- _Work task_
Within the material below, find each line bearing the word "crate" and present it.

┄┄┄┄┄┄

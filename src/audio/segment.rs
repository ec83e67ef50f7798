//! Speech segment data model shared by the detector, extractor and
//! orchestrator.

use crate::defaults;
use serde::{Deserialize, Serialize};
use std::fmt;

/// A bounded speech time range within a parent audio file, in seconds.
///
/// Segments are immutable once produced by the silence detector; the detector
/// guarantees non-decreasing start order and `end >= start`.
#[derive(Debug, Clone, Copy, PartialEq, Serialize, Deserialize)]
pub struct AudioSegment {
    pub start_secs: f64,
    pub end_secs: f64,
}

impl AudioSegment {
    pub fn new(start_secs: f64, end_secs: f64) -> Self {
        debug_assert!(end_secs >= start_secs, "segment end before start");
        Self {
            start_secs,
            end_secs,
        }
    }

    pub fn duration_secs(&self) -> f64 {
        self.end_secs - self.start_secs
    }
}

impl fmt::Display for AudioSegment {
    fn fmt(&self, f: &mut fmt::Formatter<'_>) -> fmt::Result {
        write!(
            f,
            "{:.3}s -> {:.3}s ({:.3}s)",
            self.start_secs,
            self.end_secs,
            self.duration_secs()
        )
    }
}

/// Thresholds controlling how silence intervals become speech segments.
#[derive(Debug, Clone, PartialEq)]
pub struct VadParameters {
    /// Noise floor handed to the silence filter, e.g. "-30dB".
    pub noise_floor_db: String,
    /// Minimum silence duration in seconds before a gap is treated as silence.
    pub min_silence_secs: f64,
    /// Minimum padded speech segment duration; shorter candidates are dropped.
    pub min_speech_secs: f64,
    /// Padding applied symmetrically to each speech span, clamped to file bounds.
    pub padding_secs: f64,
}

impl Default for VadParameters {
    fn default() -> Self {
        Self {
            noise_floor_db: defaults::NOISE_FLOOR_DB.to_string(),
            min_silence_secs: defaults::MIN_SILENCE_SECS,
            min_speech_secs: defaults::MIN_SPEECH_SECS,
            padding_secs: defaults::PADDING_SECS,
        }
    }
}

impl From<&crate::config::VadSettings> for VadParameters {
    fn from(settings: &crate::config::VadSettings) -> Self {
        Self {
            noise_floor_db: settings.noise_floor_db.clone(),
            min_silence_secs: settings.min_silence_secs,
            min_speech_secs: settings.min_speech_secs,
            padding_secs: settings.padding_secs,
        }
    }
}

┄┄┄┄┄┄

- _Result for this exercise_
use crate::defaults;
impl From<&crate::config::VadSettings> for VadParameters {
    fn from(settings: &crate::config::VadSettings) -> Self {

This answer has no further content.